SPECIAL BONUSIf you would like step-by-step blueprints for generating a massive income from high paying coaching clients, I invite you to claim your FREE ACCESS to the “Life Coach Salary Secrets” video toolkit.  Go HERE to get it FREE.

Jeannie Cotter
Editor/Writer
Writer, Coaches Training Blog community

 

Career and Life Coaching: The Pursuit of Possibilities

Jack sat down at his desk and routinely writes on a variety of subjects related to career and life coaching. He also writes on the wonder of becoming an entrepreneur and developing a business. While a student at a coaching academy, he also had a demanding full-time IT career with a major investment bank. Throughout his career, he has seen, heard or read about businesses that are woefully inadequate when it comes to employee recruitment and retention efforts. The employees these companies are able to hire may not be a good fit and the employee is often immediately interested in using his or her job as a stepping-stone to something better.

Career and Life Coaching: The Pursuit of Possibilities

On the other hand, there are companies that are excellent in both employee recruitment and retention. The reasons may be many, but one of the most important reasons is that the employer sees their staff (team) as an asset to be cherished instead of a commodity to be used.

Jack discovers that when an employee finds himself or herself in this second type of atmosphere, they are well-suited to long-term employment in a more team-oriented environment. He believes everyone needs to find a place where they can tap into their natural talents. This can be in either a team-oriented workplace or in a personally directed entrepreneurial effort. In addition, employees or entrepreneurs need to self-coach themselves.

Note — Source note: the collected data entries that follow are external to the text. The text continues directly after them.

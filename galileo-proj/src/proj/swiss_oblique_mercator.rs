use super::common::LATITUDE_EPSILON;
use super::{BaseProjection, ProjKind, ProjParameters};
use crate::bounds::Bounds;
use crate::ellipsoid::MAX_ITERATIONS;
use crate::error::GalileoProjError;
use std::f64::consts::{FRAC_PI_2, FRAC_PI_4};

/// Swiss oblique Mercator projection, the ellipsoid is mapped onto a sphere and then projected with
/// an oblique cylinder touching it along the great circle through the origin.
#[derive(Debug, Clone, PartialEq)]
pub struct SwissObliqueMercator {
    e: f64,
    phi0: f64,
    k_r: f64,
    alpha: f64,
    b0: f64,
    k: f64,
}

impl SwissObliqueMercator {
    pub(super) fn new(params: &ProjParameters) -> Result<Self, GalileoProjError> {
        let lat_0 =
            ProjParameters::require(params.lat_0, "lat_0", ProjKind::SwissObliqueMercator)?;
        let phi0 = lat_0.to_radians();
        let e = params.ellipsoid.e();
        let e2 = params.ellipsoid.e2();
        let sin_phi0 = phi0.sin();

        let k_r = (1.0 - e2).sqrt() / (1.0 - e2 * sin_phi0 * sin_phi0);
        let alpha = (1.0 + params.ellipsoid.eb2() * phi0.cos().powi(4)).sqrt();
        let b0 = (sin_phi0 / alpha).asin();
        let k = (FRAC_PI_4 + b0 / 2.0).tan().ln() - alpha * (FRAC_PI_4 + phi0 / 2.0).tan().ln()
            + alpha * e / 2.0 * ((1.0 + e * sin_phi0) / (1.0 - e * sin_phi0)).ln();

        Ok(Self {
            e,
            phi0,
            k_r,
            alpha,
            b0,
            k,
        })
    }
}

impl BaseProjection for SwissObliqueMercator {
    fn project(&self, phi: f64, lambda: f64) -> (f64, f64) {
        let e_sin = self.e * phi.sin();
        let s = self.alpha * (FRAC_PI_4 + phi / 2.0).tan().ln()
            - self.alpha * self.e / 2.0 * ((1.0 + e_sin) / (1.0 - e_sin)).ln()
            + self.k;
        let b = 2.0 * (s.exp().atan() - FRAC_PI_4);
        let l = self.alpha * lambda;

        let lb = l
            .sin()
            .atan2(self.b0.sin() * b.tan() + self.b0.cos() * l.cos());
        let bb = (self.b0.cos() * b.sin() - self.b0.sin() * b.cos() * l.cos()).asin();

        (
            self.k_r * lb,
            self.k_r / 2.0 * ((1.0 + bb.sin()) / (1.0 - bb.sin())).ln(),
        )
    }

    fn invproject(&self, x: f64, y: f64) -> (f64, f64) {
        let lb = x / self.k_r;
        let bb = 2.0 * ((y / self.k_r).exp().atan() - FRAC_PI_4);
        let b = (self.b0.cos() * bb.sin() + self.b0.sin() * bb.cos() * lb.cos()).asin();
        let l = lb
            .sin()
            .atan2(self.b0.cos() * lb.cos() - self.b0.sin() * bb.tan());
        let lambda = l / self.alpha;

        let base = ((FRAC_PI_4 + b / 2.0).tan().ln() - self.k) / self.alpha;
        let mut phi = b;
        for _ in 0..MAX_ITERATIONS {
            let s = base
                + self.e * (FRAC_PI_4 + (self.e * phi.sin()).asin() / 2.0).tan().ln();
            let next = 2.0 * s.exp().atan() - FRAC_PI_2;
            if (next - phi).abs() < LATITUDE_EPSILON {
                return (next, lambda);
            }
            phi = next;
        }

        (f64::NAN, lambda)
    }

    fn algorithm_bounds(&self) -> Bounds {
        let lat0 = self.phi0.to_degrees();
        Bounds::from_lon_lat(-2.0, lat0 - 1.5, 2.0, lat0 + 1.5)
    }
}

Career and Life Coaching: Self-Coaching Tips for Employees and Entrepreneurs

During his own transition from salaried employee status to that of career and life coach, he used the following five self-coaching tips regularly. He now shares these tips with his coaching students.

1.  Be Open to Alternative Ideas
One potential downside of the social and peer conditioning in schools and corporate life, is that many people automatically resist or even consider new ideas. Why is this? Jack’s experience suggests that these people have learned by experience not to rock the boat. If you think this looks and smells like fear of failure, you’d be absolutely right. As an employee or entrepreneur, your challenge is to notice alternative ways of achieving objectives. Practically speaking, even if only a small percentage of these ideas might be useful in your work or business, they could still be the difference between success and failure.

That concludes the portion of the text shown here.